[Opening Information section]
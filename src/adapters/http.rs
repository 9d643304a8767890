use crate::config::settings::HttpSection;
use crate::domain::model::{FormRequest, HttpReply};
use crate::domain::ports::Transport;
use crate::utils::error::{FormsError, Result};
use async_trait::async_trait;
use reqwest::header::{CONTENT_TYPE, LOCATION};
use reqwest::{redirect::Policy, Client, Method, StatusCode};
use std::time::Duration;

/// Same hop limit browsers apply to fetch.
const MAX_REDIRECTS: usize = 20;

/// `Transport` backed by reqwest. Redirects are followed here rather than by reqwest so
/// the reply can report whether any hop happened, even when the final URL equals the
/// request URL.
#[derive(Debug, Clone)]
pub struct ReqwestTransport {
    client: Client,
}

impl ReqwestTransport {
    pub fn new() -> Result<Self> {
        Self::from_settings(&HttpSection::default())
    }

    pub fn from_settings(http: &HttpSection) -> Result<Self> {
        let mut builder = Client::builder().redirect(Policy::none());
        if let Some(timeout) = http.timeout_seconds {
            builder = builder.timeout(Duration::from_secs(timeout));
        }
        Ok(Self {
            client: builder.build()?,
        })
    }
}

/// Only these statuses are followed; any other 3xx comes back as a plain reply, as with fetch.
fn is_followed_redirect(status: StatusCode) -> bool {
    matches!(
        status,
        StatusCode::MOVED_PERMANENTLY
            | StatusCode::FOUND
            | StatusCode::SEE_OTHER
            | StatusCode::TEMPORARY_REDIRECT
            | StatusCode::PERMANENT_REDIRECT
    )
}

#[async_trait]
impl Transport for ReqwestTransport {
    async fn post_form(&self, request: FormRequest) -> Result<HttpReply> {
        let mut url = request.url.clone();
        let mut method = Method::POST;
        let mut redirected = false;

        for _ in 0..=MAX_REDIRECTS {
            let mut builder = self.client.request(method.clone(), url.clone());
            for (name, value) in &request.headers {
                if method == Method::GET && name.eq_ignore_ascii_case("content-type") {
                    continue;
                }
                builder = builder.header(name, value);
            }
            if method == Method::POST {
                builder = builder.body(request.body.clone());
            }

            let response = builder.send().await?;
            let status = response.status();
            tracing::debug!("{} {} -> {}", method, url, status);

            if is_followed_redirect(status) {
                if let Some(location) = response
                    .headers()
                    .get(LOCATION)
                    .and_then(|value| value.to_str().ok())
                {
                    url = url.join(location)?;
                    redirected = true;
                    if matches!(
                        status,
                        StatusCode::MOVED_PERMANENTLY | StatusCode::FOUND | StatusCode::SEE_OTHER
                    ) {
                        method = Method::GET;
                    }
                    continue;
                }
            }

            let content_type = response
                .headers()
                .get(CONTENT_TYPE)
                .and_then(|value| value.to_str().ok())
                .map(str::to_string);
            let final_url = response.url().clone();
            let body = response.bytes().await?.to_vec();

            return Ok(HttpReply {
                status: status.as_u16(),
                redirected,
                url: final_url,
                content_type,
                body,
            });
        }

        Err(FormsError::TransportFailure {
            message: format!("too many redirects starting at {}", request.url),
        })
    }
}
[Closing Information section]
§ **What needs to be done**
Reproduce exactly the lines of the records above from the one with "apply to fetch." to the one with "impl Transport for", both included, and leave out everything else.

§ **Written solution**
/// Same hop limit browsers apply to fetch.
const MAX_REDIRECTS: usize = 20;

/// `Transport` backed by reqwest. Redirects are followed here rather than by reqwest so
/// the reply can report whether any hop happened, even when the final URL equals the
/// request URL.
#[derive(Debug, Clone)]
pub struct ReqwestTransport {
    client: Client,
}

impl ReqwestTransport {
    pub fn new() -> Result<Self> {
        Self::from_settings(&HttpSection::default())
    }

    pub fn from_settings(http: &HttpSection) -> Result<Self> {
        let mut builder = Client::builder().redirect(Policy::none());
        if let Some(timeout) = http.timeout_seconds {
            builder = builder.timeout(Duration::from_secs(timeout));
        }
        Ok(Self {
            client: builder.build()?,
        })
    }
}

/// Only these statuses are followed; any other 3xx comes back as a plain reply, as with fetch.
fn is_followed_redirect(status: StatusCode) -> bool {
    matches!(
        status,
        StatusCode::MOVED_PERMANENTLY
            | StatusCode::FOUND
            | StatusCode::SEE_OTHER
            | StatusCode::TEMPORARY_REDIRECT
            | StatusCode::PERMANENT_REDIRECT
    )
}

#[async_trait]
impl Transport for ReqwestTransport {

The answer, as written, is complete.